Below are some records. Return exactly the lines from the one containing "it arrives later." through the one containing "pub async fn resume(&self, queue: &QueueName)", both included, and only those.

- Opening Delimiter -

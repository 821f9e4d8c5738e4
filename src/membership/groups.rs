use std::collections::{BTreeMap, HashMap, HashSet};
use std::sync::Arc;
use tokio::sync::{broadcast, mpsc, RwLock};

use crate::membership::{NodeEvent, NodeId, ProcessId, QueueName};
use crate::scheduler::job::Reply;
use crate::scheduler::queue::QueueMessage;
use crate::worker::monitor::MonitorMessage;
use crate::worker::runner::WorkerMessage;

const NODE_EVENT_CAPACITY: usize = 64;

/// Group key: the queue name plus the owning node for local queues.
type GroupKey = (QueueName, Option<NodeId>);

fn group_key(queue: &QueueName, node: NodeId) -> GroupKey {
    match queue {
        QueueName::Local(_) => (queue.clone(), Some(node)),
        QueueName::Global(_) => (queue.clone(), None),
    }
}

/// One category of groups (queue owners, workers or monitors).
struct GroupTable<M> {
    groups: HashMap<GroupKey, BTreeMap<ProcessId, mpsc::Sender<M>>>,
}

impl<M> std::fmt::Debug for GroupTable<M> {
    fn fmt(&self, f: &mut std::fmt::Formatter<'_>) -> std::fmt::Result {
        f.debug_map()
            .entries(self.groups.iter().map(|(key, group)| (key, group.keys().collect::<Vec<_>>())))
            .finish()
    }
}

impl<M> Default for GroupTable<M> {
    fn default() -> Self {
        Self {
            groups: HashMap::new(),
        }
    }
}

impl<M> GroupTable<M> {
    fn join(&mut self, key: GroupKey, pid: ProcessId, tx: mpsc::Sender<M>) {
        let group = self.groups.entry(key).or_default();
        group.retain(|_, tx| !tx.is_closed());
        group.insert(pid, tx);
    }

    fn leave(&mut self, key: &GroupKey, pid: &ProcessId) -> bool {
        let Some(group) = self.groups.get_mut(key) else {
            return false;
        };
        let removed = group.remove(pid).is_some();
        if group.is_empty() {
            self.groups.remove(key);
        }
        removed
    }

    /// Live members, in process-id order.
    fn members(&self, key: &GroupKey) -> Vec<(ProcessId, mpsc::Sender<M>)> {
        self.groups
            .get(key)
            .map(|group| {
                group
                    .iter()
                    .filter(|(_, tx)| !tx.is_closed())
                    .map(|(pid, tx)| (*pid, tx.clone()))
                    .collect()
            })
            .unwrap_or_default()
    }
}

/// Cluster-wide process registry.
///
/// Membership is owned here rather than by any queue or pool. Entries whose
/// inbox has been dropped are never returned, so a crashed process leaves its
/// groups as soon as its task ends.
#[derive(Debug, Default)]
pub struct Registry {
    queues: RwLock<GroupTable<QueueMessage>>,
    workers: RwLock<GroupTable<WorkerMessage>>,
    monitors: RwLock<GroupTable<MonitorMessage>>,
    mailboxes: RwLock<HashMap<ProcessId, mpsc::UnboundedSender<Reply>>>,
}

impl Registry {
    pub fn new() -> Arc<Self> {
        Arc::new(Self::default())
    }
}

/// A node's view of the registry.
///
/// Global groups only list members on this node or on peers the node monitor
/// currently considers reachable, so dispatch during a partition only sees
/// locally visible workers.
#[derive(Debug, Clone)]
pub struct Membership {
    node: NodeId,
    registry: Arc<Registry>,
    visible: Arc<RwLock<HashSet<NodeId>>>,
    events: broadcast::Sender<NodeEvent>,
}

impl Membership {
    pub fn new(node: NodeId, registry: Arc<Registry>) -> Self {
        let (events, _) = broadcast::channel(NODE_EVENT_CAPACITY);
        Self {
            node,
            registry,
            visible: Arc::new(RwLock::new(HashSet::new())),
            events,
        }
    }

    /// A standalone single-node view with its own registry
    pub fn standalone(node: NodeId) -> Self {
        Self::new(node, Registry::new())
    }

    pub fn node_id(&self) -> NodeId {
        self.node
    }

    pub fn registry(&self) -> Arc<Registry> {
        self.registry.clone()
    }

    async fn visible_filter<M>(
        &self,
        members: Vec<(ProcessId, mpsc::Sender<M>)>,
    ) -> Vec<(ProcessId, mpsc::Sender<M>)> {
        let visible = self.visible.read().await;
        members
            .into_iter()
            .filter(|(pid, _)| pid.node == self.node || visible.contains(&pid.node))
            .collect()
    }

    pub async fn join_queue(&self, queue: &QueueName, pid: ProcessId, tx: mpsc::Sender<QueueMessage>) {
        self.registry
            .queues
            .write()
            .await
            .join(group_key(queue, self.node), pid, tx);
        tracing::debug!(queue = %queue, pid = %pid, "Joined queue-owner group");
    }

    pub async fn leave_queue(&self, queue: &QueueName, pid: ProcessId) -> bool {
        self.registry
            .queues
            .write()
            .await
            .leave(&group_key(queue, self.node), &pid)
    }

    pub async fn queue_owners(&self, queue: &QueueName) -> Vec<(ProcessId, mpsc::Sender<QueueMessage>)> {
        let members = self
            .registry
            .queues
            .read()
            .await
            .members(&group_key(queue, self.node));
        self.visible_filter(members).await
    }

    pub async fn join_worker(&self, queue: &QueueName, pid: ProcessId, tx: mpsc::Sender<WorkerMessage>) {
        self.registry
            .workers
            .write()
            .await
            .join(group_key(queue, self.node), pid, tx);
    }

    pub async fn leave_worker(&self, queue: &QueueName, pid: ProcessId) -> bool {
        self.registry
            .workers
            .write()
            .await
            .leave(&group_key(queue, self.node), &pid)
    }

    pub async fn workers(&self, queue: &QueueName) -> Vec<(ProcessId, mpsc::Sender<WorkerMessage>)> {
        let members = self
            .registry
            .workers
            .read()
            .await
            .members(&group_key(queue, self.node));
        self.visible_filter(members).await
    }

    pub async fn join_monitor(&self, queue: &QueueName, pid: ProcessId, tx: mpsc::Sender<MonitorMessage>) {
        self.registry
            .monitors
            .write()
            .await
            .join(group_key(queue, self.node), pid, tx);
    }

    pub async fn leave_monitor(&self, queue: &QueueName, pid: ProcessId) -> bool {
        self.registry
            .monitors
            .write()
            .await
            .leave(&group_key(queue, self.node), &pid)
    }

    pub async fn monitors(&self, queue: &QueueName) -> Vec<(ProcessId, mpsc::Sender<MonitorMessage>)> {
        let members = self
            .registry
            .monitors
            .read()
            .await
            .members(&group_key(queue, self.node));
        self.visible_filter(members).await
    }

    /// Register a reply mailbox for a submitter
    pub async fn register_mailbox(&self, pid: ProcessId) -> mpsc::UnboundedReceiver<Reply> {
        let (tx, rx) = mpsc::unbounded_channel();
        self.registry.mailboxes.write().await.insert(pid, tx);
        rx
    }

    pub async fn unregister_mailbox(&self, pid: ProcessId) {
        self.registry.mailboxes.write().await.remove(&pid);
    }

    /// Deliver a completion message to the submitter. Returns false if the
    /// submitter is gone.
    pub async fn deliver_reply(&self, owner: ProcessId, reply: Reply) -> bool {
        let mailboxes = self.registry.mailboxes.read().await;
        match mailboxes.get(&owner) {
            Some(tx) => tx.send(reply).is_ok(),
            None => false,
        }
    }

    pub async fn is_visible(&self, node: NodeId) -> bool {
        node == self.node || self.visible.read().await.contains(&node)
    }

    /// This node plus every reachable peer, sorted
    pub async fn visible_nodes(&self) -> Vec<NodeId> {
        let mut nodes: Vec<NodeId> = self.visible.read().await.iter().copied().collect();
        nodes.push(self.node);
        nodes.sort_unstable();
        nodes.dedup();
        nodes
    }

    /// Mark a peer reachable. Returns true if it was not before.
    pub async fn node_up(&self, node: NodeId) -> bool {
        if node == self.node {
            return false;
        }
        let inserted = self.visible.write().await.insert(node);
        if inserted {
            let _ = self.events.send(NodeEvent::Up(node));
        }
        inserted
    }

    /// Mark a peer unreachable. Returns true if it was reachable before.
    pub async fn node_down(&self, node: NodeId) -> bool {
        let removed = self.visible.write().await.remove(&node);
        if removed {
            let _ = self.events.send(NodeEvent::Down(node));
        }
        removed
    }

    pub fn subscribe(&self) -> broadcast::Receiver<NodeEvent> {
        self.events.subscribe()
    }
}
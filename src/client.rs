use std::collections::HashMap;
use std::time::Duration;

use tokio::sync::{mpsc, oneshot, Mutex};
use tokio::time::Instant;
use uuid::Uuid;

use crate::error::{PoolError, Result};
use crate::membership::{Membership, ProcessId, QueueName};
use crate::scheduler::job::{Job, JobResult, Reply, Task};
use crate::scheduler::queue::{route, CancelOutcome, QueueHandle, QueueStatus};
use crate::worker::monitor::{MonitorMessage, WorkerSnapshot};

const STATUS_TIMEOUT: Duration = Duration::from_secs(1);
/// Unclaimed replies are dropped after this long
const STASH_TTL: Duration = Duration::from_secs(600);
const STASH_CAPACITY: usize = 1024;

/// Status of a queue across all of its owners and workers
#[derive(Debug, Clone)]
pub struct PoolStatus {
    pub queues: Vec<QueueStatus>,
    pub workers: Vec<WorkerSnapshot>,
}

impl PoolStatus {
    pub fn pending(&self) -> usize {
        self.queues.iter().map(|q| q.pending).sum()
    }

    pub fn in_flight(&self) -> usize {
        self.queues.iter().map(|q| q.in_flight).sum()
    }

    /// Failed jobs waiting for a retry delay, counted in `pending` too
    pub fn delayed(&self) -> usize {
        self.queues.iter().map(|q| q.delayed).sum()
    }
}

/// Replies that arrived while waiting for another job.
///
/// Some replies are never awaited, such as the second outcome of a job that
/// ran twice after a move, so entries expire and the oldest are evicted
/// once the stash is full.
#[derive(Default)]
struct Stash {
    entries: HashMap<Uuid, (Instant, JobResult)>,
}

impl Stash {
    fn insert(&mut self, token: Uuid, result: JobResult, now: Instant) {
        self.entries
            .retain(|_, (stashed_at, _)| now.saturating_duration_since(*stashed_at) < STASH_TTL);
        if self.entries.len() >= STASH_CAPACITY {
            let oldest = self
                .entries
                .iter()
                .min_by_key(|(_, (stashed_at, _))| *stashed_at)
                .map(|(token, _)| *token);
            if let Some(oldest) = oldest {
                tracing::debug!(token = %oldest, "Reply stash full, dropping oldest reply");
                self.entries.remove(&oldest);
            }
        }
        self.entries.insert(token, (now, result));
    }

    fn take(&mut self, token: &Uuid) -> Option<JobResult> {
        self.entries.remove(token).map(|(_, result)| result)
    }
}

struct Mailbox {
    rx: mpsc::UnboundedReceiver<Reply>,
    stash: Stash,
}

/// A submitter identity.
///
/// Jobs submitted with `reply = true` report their outcome to this client's
/// mailbox, and only this client may wait for them.
pub struct Client {
    pid: ProcessId,
    membership: Membership,
    mailbox: Mutex<Mailbox>,
}

impl Client {
    pub async fn new(membership: Membership) -> Self {
        let pid = ProcessId::spawn(membership.node_id());
        let rx = membership.register_mailbox(pid).await;
        Self {
            pid,
            membership,
            mailbox: Mutex::new(Mailbox {
                rx,
                stash: Stash::default(),
            }),
        }
    }

    pub fn pid(&self) -> ProcessId {
        self.pid
    }

    /// Submit `task` to `queue`. With `reply`, the outcome can be collected
    /// with [`Client::await_result`].
    ///
    /// # Errors
    ///
    /// Returns [`PoolError::NoQueueOwner`] if no owner of `queue` is visible.
    pub async fn submit(&self, task: Task, queue: &QueueName, reply: bool) -> Result<Job> {
        let mut job = Job::new(task, queue.clone());
        if reply {
            job = job.with_reply(self.pid);
        }
        let owner = route(&self.membership, queue).await?;
        let job = owner.enqueue(job).await?;
        tracing::debug!(job_id = %job.id, queue = %queue, owner = %owner.pid, "Job submitted");
        Ok(job)
    }

    /// Wait up to `timeout` for the outcome of `job`. Returns `Ok(None)` on
    /// timeout; the reply is kept if it arrives later.
    ///
    /// # Errors
    ///
    /// Fails if `job` was not submitted by this client or without a reply.
    pub async fn await_result(&self, job: &Job, timeout: Duration) -> Result<Option<JobResult>> {
        let from = job.from.ok_or(PoolError::NoReplyRequested(job.id))?;
        if from.owner != self.pid {
            return Err(PoolError::NotOwner(job.id));
        }

        let mut mailbox = self.mailbox.lock().await;
        if let Some(result) = mailbox.stash.take(&from.token) {
            return Ok(Some(result));
        }

        let deadline = tokio::time::Instant::now() + timeout;
        loop {
            match tokio::time::timeout_at(deadline, mailbox.rx.recv()).await {
                Err(_) => return Ok(None),
                Ok(None) => return Err(PoolError::ProcessDown(self.pid)),
                Ok(Some(reply)) if reply.token == from.token => return Ok(Some(reply.result)),
                Ok(Some(reply)) => {
                    mailbox.stash.insert(reply.token, reply.result, Instant::now());
                }
            }
        }
    }

    async fn owners(&self, queue: &QueueName) -> Result<Vec<QueueHandle>> {
        let owners: Vec<QueueHandle> = self
            .membership
            .queue_owners(queue)
            .await
            .into_iter()
            .map(|(pid, tx)| QueueHandle::new(pid, tx))
            .collect();
        if owners.is_empty() {
            return Err(PoolError::NoQueueOwner(queue.clone()));
        }
        Ok(owners)
    }

    /// Stop dispatch on every owner of `queue`
    pub async fn suspend(&self, queue: &QueueName) -> Result<()> {
        for owner in self.owners(queue).await? {
            if let Err(e) = owner.suspend().await {
                tracing::debug!(owner = %owner.pid, error = %e, "Owner gone during suspend");
            }
        }
        Ok(())
    }

    pub async fn resume(&self, queue: &QueueName) -> Result<()> {
        for owner in self.owners(queue).await? {
            if let Err(e) = owner.resume().await {
                tracing::debug!(owner = %owner.pid, error = %e, "Owner gone during resume");
            }
        }
        Ok(())
    }

    pub async fn status(&self, queue: &QueueName) -> Result<PoolStatus> {
        let mut queues = Vec::new();
        for owner in self.owners(queue).await? {
            queues.push(owner.status().await?);
        }

        let mut workers = Vec::new();
        for (pid, tx) in self.membership.monitors(queue).await {
            let (reply, rx) = oneshot::channel();
            if tx.send(MonitorMessage::Status { reply }).await.is_err() {
                continue;
            }
            match tokio::time::timeout(STATUS_TIMEOUT, rx).await {
                Ok(Ok(snapshot)) => workers.push(snapshot),
                _ => tracing::debug!(monitor = %pid, "No status from monitor"),
            }
        }

        Ok(PoolStatus { queues, workers })
    }

    /// Pending jobs of `queue` matching `predicate`, across all owners
    pub async fn filter<F>(&self, queue: &QueueName, predicate: F) -> Result<Vec<Job>>
    where
        F: Fn(&Job) -> bool + Clone + Send + 'static,
    {
        let mut jobs = Vec::new();
        for owner in self.owners(queue).await? {
            jobs.extend(owner.filter(Box::new(predicate.clone())).await?);
        }
        Ok(jobs)
    }

    /// Cancel a pending job. Running jobs are never interrupted.
    pub async fn cancel(&self, job: &Job) -> Result<CancelOutcome> {
        let mut outcome = CancelOutcome::NotFound;
        for owner in self.owners(&job.queue).await? {
            match owner.cancel(job.id).await {
                Ok(answer) => outcome = outcome.merge(answer),
                Err(e) => tracing::debug!(owner = %owner.pid, error = %e, "Owner gone during cancel"),
            }
        }
        Ok(outcome)
    }

    /// Enqueue a copy of `job` on `to`, then try to cancel the original.
    ///
    /// The copy is enqueued first: if the original is already running, both
    /// may execute.
    pub async fn move_job(&self, job: &Job, to: &QueueName) -> Result<Job> {
        let owner = route(&self.membership, to).await?;
        let moved = owner.enqueue(job.copy_to(to.clone())).await?;

        match self.cancel(job).await {
            Ok(outcome) => {
                tracing::info!(job_id = %job.id, moved_id = %moved.id, to = %to, ?outcome, "Job moved");
            }
            Err(e) => {
                tracing::warn!(job_id = %job.id, moved_id = %moved.id, error = %e, "Moved job, original not cancelled");
            }
        }
        Ok(moved)
    }

    /// Release the reply mailbox
    pub async fn close(self) {
        self.membership.unregister_mailbox(self.pid).await;
    }
}

#[cfg(test)]
mod tests {
    use super::*;
    use crate::scheduler::queue::QueueMessage;
    use serde_json::json;

    #[tokio::test]
    async fn suspend_reaches_live_owners_past_a_dead_one() {
        let membership = Membership::standalone(1);
        let queue = QueueName::local("mixed");

        // Full inbox whose owner stops while the client waits on it
        let (dead_tx, dead_rx) = mpsc::channel(1);
        assert!(dead_tx.try_send(QueueMessage::Resume).is_ok());
        membership
            .join_queue(&queue, ProcessId { node: 1, seq: 1 }, dead_tx)
            .await;
        let (live_tx, mut live_rx) = mpsc::channel(8);
        membership
            .join_queue(&queue, ProcessId { node: 1, seq: 2 }, live_tx)
            .await;

        tokio::spawn(async move {
            tokio::time::sleep(Duration::from_millis(50)).await;
            drop(dead_rx);
        });

        let client = Client::new(membership).await;
        client.suspend(&queue).await.unwrap();
        assert!(matches!(live_rx.try_recv(), Ok(QueueMessage::Suspend)));
    }

    #[tokio::test]
    async fn stashed_replies_are_taken_once() {
        let mut stash = Stash::default();
        let token = Uuid::new_v4();
        stash.insert(token, Ok(json!(1)), Instant::now());

        assert_eq!(stash.take(&token), Some(Ok(json!(1))));
        assert_eq!(stash.take(&token), None);
    }

    #[tokio::test]
    async fn stale_replies_expire() {
        let mut stash = Stash::default();
        let start = Instant::now();
        let stale = Uuid::new_v4();
        stash.insert(stale, Ok(json!("old")), start);

        let fresh = Uuid::new_v4();
        stash.insert(fresh, Ok(json!("new")), start + STASH_TTL);

        assert_eq!(stash.entries.len(), 1);
        assert_eq!(stash.take(&stale), None);
        assert_eq!(stash.take(&fresh), Some(Ok(json!("new"))));
    }

    #[tokio::test]
    async fn full_stash_drops_oldest_reply() {
        let mut stash = Stash::default();
        let start = Instant::now();
        let tokens: Vec<Uuid> = (0..STASH_CAPACITY).map(|_| Uuid::new_v4()).collect();
        for (i, token) in tokens.iter().enumerate() {
            stash.insert(*token, Ok(json!(i)), start + Duration::from_millis(i as u64));
        }

        let extra = Uuid::new_v4();
        stash.insert(extra, Ok(json!("extra")), start + Duration::from_secs(1));

        assert_eq!(stash.entries.len(), STASH_CAPACITY);
        assert_eq!(stash.take(&tokens[0]), None);
        assert!(stash.take(&tokens[1]).is_some());
        assert!(stash.take(&extra).is_some());
    }
}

- Closing Delimiter -

The answer:
    /// timeout; the reply is kept if it arrives later.
    ///
    /// # Errors
    ///
    /// Fails if `job` was not submitted by this client or without a reply.
    pub async fn await_result(&self, job: &Job, timeout: Duration) -> Result<Option<JobResult>> {
        let from = job.from.ok_or(PoolError::NoReplyRequested(job.id))?;
        if from.owner != self.pid {
            return Err(PoolError::NotOwner(job.id));
        }

        let mut mailbox = self.mailbox.lock().await;
        if let Some(result) = mailbox.stash.take(&from.token) {
            return Ok(Some(result));
        }

        let deadline = tokio::time::Instant::now() + timeout;
        loop {
            match tokio::time::timeout_at(deadline, mailbox.rx.recv()).await {
                Err(_) => return Ok(None),
                Ok(None) => return Err(PoolError::ProcessDown(self.pid)),
                Ok(Some(reply)) if reply.token == from.token => return Ok(Some(reply.result)),
                Ok(Some(reply)) => {
                    mailbox.stash.insert(reply.token, reply.result, Instant::now());
                }
            }
        }
    }

    async fn owners(&self, queue: &QueueName) -> Result<Vec<QueueHandle>> {
        let owners: Vec<QueueHandle> = self
            .membership
            .queue_owners(queue)
            .await
            .into_iter()
            .map(|(pid, tx)| QueueHandle::new(pid, tx))
            .collect();
        if owners.is_empty() {
            return Err(PoolError::NoQueueOwner(queue.clone()));
        }
        Ok(owners)
    }

    /// Stop dispatch on every owner of `queue`
    pub async fn suspend(&self, queue: &QueueName) -> Result<()> {
        for owner in self.owners(queue).await? {
            if let Err(e) = owner.suspend().await {
                tracing::debug!(owner = %owner.pid, error = %e, "Owner gone during suspend");
            }
        }
        Ok(())
    }

    pub async fn resume(&self, queue: &QueueName) -> Result<()> {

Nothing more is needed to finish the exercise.